**What is expected**
This exercise asks for every line of the material that contains the word "missing".

#### Provided material ####

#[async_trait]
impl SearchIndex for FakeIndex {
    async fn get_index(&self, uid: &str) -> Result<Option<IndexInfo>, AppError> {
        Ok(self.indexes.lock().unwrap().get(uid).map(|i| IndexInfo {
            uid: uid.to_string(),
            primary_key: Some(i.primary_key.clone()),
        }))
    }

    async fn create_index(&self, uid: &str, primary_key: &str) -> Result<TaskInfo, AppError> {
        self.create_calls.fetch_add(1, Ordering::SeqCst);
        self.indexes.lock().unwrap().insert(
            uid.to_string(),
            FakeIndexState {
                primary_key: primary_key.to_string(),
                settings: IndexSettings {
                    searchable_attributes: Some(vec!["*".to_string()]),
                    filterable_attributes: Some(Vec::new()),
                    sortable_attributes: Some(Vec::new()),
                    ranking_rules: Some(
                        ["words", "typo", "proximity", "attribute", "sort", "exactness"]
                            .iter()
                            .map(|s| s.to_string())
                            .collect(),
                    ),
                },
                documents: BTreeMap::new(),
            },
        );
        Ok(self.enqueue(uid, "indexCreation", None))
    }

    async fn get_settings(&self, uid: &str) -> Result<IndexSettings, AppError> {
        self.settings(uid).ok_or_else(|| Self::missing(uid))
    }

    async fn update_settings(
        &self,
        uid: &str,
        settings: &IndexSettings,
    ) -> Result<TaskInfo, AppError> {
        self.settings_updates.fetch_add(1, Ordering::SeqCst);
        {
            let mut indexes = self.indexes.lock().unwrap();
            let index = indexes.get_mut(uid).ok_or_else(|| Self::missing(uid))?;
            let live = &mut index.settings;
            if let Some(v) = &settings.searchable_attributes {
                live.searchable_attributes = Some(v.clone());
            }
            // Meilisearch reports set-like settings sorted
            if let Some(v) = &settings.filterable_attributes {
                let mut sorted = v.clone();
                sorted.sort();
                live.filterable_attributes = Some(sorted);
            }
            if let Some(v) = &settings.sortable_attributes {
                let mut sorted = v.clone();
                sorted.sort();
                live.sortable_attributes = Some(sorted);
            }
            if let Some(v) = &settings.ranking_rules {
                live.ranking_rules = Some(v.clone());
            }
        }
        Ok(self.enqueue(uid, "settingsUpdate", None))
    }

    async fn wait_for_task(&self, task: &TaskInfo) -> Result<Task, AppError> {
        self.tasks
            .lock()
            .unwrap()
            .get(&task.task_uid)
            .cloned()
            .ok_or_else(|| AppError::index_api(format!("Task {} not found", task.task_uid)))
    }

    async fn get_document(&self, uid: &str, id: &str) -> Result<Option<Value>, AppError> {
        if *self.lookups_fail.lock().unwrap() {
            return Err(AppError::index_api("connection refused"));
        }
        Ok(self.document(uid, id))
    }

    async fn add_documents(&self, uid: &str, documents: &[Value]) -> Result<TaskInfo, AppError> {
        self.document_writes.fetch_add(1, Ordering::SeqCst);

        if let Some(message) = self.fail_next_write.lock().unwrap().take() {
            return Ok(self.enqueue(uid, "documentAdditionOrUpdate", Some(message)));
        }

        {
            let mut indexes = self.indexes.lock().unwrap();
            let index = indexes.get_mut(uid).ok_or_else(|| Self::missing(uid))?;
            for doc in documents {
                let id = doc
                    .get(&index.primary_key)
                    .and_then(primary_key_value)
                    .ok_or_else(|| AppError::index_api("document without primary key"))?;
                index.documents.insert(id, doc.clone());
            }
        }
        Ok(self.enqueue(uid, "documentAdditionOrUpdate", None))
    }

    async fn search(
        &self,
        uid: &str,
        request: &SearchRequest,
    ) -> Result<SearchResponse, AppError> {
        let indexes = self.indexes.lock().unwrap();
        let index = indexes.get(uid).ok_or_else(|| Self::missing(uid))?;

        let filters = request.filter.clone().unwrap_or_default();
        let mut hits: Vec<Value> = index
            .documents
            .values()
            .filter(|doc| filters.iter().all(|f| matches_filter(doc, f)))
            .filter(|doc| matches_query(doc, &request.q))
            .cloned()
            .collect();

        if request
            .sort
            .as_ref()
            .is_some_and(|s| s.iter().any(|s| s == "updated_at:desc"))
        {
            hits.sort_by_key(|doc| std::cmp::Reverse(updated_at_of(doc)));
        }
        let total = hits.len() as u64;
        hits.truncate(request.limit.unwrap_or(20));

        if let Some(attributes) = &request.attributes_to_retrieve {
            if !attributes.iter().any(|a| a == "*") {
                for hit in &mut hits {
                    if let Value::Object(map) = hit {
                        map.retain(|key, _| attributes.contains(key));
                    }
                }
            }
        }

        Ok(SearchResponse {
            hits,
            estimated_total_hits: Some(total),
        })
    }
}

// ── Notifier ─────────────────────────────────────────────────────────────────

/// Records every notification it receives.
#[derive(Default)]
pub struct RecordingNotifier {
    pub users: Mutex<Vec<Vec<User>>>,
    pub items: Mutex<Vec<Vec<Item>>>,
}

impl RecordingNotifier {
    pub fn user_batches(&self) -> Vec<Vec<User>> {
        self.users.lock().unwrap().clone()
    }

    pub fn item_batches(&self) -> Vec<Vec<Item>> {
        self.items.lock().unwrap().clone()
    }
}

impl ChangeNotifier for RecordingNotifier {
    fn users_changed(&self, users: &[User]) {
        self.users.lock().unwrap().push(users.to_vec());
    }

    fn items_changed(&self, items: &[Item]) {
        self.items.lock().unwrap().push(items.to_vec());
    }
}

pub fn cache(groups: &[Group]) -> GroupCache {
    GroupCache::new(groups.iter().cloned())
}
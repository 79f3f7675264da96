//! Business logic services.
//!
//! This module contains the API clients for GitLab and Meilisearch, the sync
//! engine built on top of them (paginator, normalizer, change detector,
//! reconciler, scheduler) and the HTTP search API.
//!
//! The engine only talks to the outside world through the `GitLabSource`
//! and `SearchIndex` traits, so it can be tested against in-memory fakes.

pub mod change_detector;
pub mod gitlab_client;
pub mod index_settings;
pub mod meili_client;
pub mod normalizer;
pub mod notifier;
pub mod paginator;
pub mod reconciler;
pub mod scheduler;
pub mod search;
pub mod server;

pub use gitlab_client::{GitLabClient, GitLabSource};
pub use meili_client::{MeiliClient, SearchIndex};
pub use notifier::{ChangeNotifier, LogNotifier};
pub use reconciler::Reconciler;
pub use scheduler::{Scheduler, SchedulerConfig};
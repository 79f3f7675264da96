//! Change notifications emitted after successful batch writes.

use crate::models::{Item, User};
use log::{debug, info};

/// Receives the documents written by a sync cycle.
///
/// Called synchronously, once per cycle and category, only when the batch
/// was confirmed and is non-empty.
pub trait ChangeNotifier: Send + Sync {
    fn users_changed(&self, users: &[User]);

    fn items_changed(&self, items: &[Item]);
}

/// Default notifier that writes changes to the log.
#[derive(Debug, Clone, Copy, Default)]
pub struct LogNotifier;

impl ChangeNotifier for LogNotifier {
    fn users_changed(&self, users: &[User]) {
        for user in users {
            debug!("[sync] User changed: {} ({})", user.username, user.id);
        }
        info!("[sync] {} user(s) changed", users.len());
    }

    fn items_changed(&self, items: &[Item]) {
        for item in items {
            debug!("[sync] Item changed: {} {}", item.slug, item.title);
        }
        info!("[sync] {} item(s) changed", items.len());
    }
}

####

**Solution**
        self.settings(uid).ok_or_else(|| Self::missing(uid))
            let index = indexes.get_mut(uid).ok_or_else(|| Self::missing(uid))?;
            let index = indexes.get_mut(uid).ok_or_else(|| Self::missing(uid))?;
        let index = indexes.get(uid).ok_or_else(|| Self::missing(uid))?;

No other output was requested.